A SECOND HELPING: THE CHURCH BASEMENT LADIES SEQUEL brings more of the same, revealing the inner workings of the Minnesota Lutheran church kitchen (this time circa 1969/1970) and the inner lives of the women who cook there.  Prudish matriarch Vivian (Kay Francis), afraid of "the Cities" (Minneapolis/Saint Paul), blowsy, irreverent farm wife Mavis (Shannon Connolly), and the younger, more worldly Karin (Jessica Unice) cook at Lutheran League and missionary dinners while pouring coffee for Pastor Gunderson (Paul Glodfelter) and worrying over the personal issues of Karin's daughter Beverly (Lisa Bark). 

In this installment, the church ladies take on Vietnam, women's liberation, hippies, and the like – in some instances more successfully than others.  Part of it may be that some of the characters, particularly Vivian, are almost purely stereotypes, despite Kay Francis' best efforts to give her character depth.  The most sympathetic character, the one most audience members will relate to, is Karin – she is the woman straddling traditional housewife and working woman, the 1960's woman who yearned to get a degree, a job in the Cities, and a home in the suburbs, but who never finished college and returned home to get married, have children, and take over the church kitchen supervision.  Not surprisingly, she finds herself living her life through Beverly, who has finished college and is working in the Cities, until she and her husband come back to their home town.  Karin is horrified, but Beverly is past the home/career crisis in her own mind, and she has come home because she wants to be there, not because she has to be there.  It is this realization that paves the way for a real adult relationship between Karin and Beverly. 
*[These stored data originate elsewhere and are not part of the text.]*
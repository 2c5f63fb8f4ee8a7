//! Calculator and UI state (pure).
//!
//! All state transitions are plain functions testable without a terminal.

pub mod app_state;
pub mod engine;
pub mod keypad;
pub mod mouse_handler;

// Re-export for convenience
pub use app_state::{ActionOutcome, AppState};
pub use engine::{Calculator, CalculatorSnapshot, Phase};
pub use keypad::{button_areas, KeypadButton, KEYPAD};
pub use mouse_handler::detect_keypad_click;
Mavis and Vivian are the polar opposites, The Farm woman who sees sex and reproduction as everyday life on The Farm, and the leftover Victorian who's inclined to cover the piano legs in order to protect everyone from the horrid sight of naked limbs.  Although women like Vivian still existed in the 1960's, it is doubtful that any of them could really proclaim as Vivian does that adoption is the cleanest way to have children (because it avoids that messy sex business).  That's humorous, of course, but it's still pushing it.  Mavis' earthy humor, on the other hand, and her accidentally dangerous ways with sharp objects and her less than stellar hygienic precautions in the kitchen are some of the charms of the show.  She'd be the modern neighborhood mother who believes that you can't raise healthy children if they don't get dirty. 

This is a musical, but neither the music nor the lyrics are stellar – there's not much to whistle on the way out of the theatre, although the songs are mostly humorous.  If there's ever a soundtrack recording, the cut you'll keep playing is "Cardamom, Cinnamon, Ginger, and Clove," a sentimental number voiced first as a solo by Beverly, and then later by Karin, that has the best music and lyrics of the evening.  "Get Back In the Game," which analogizes marriage to sports, is certainly an apt piece, and is one of the brightest ensemble spots in this show.  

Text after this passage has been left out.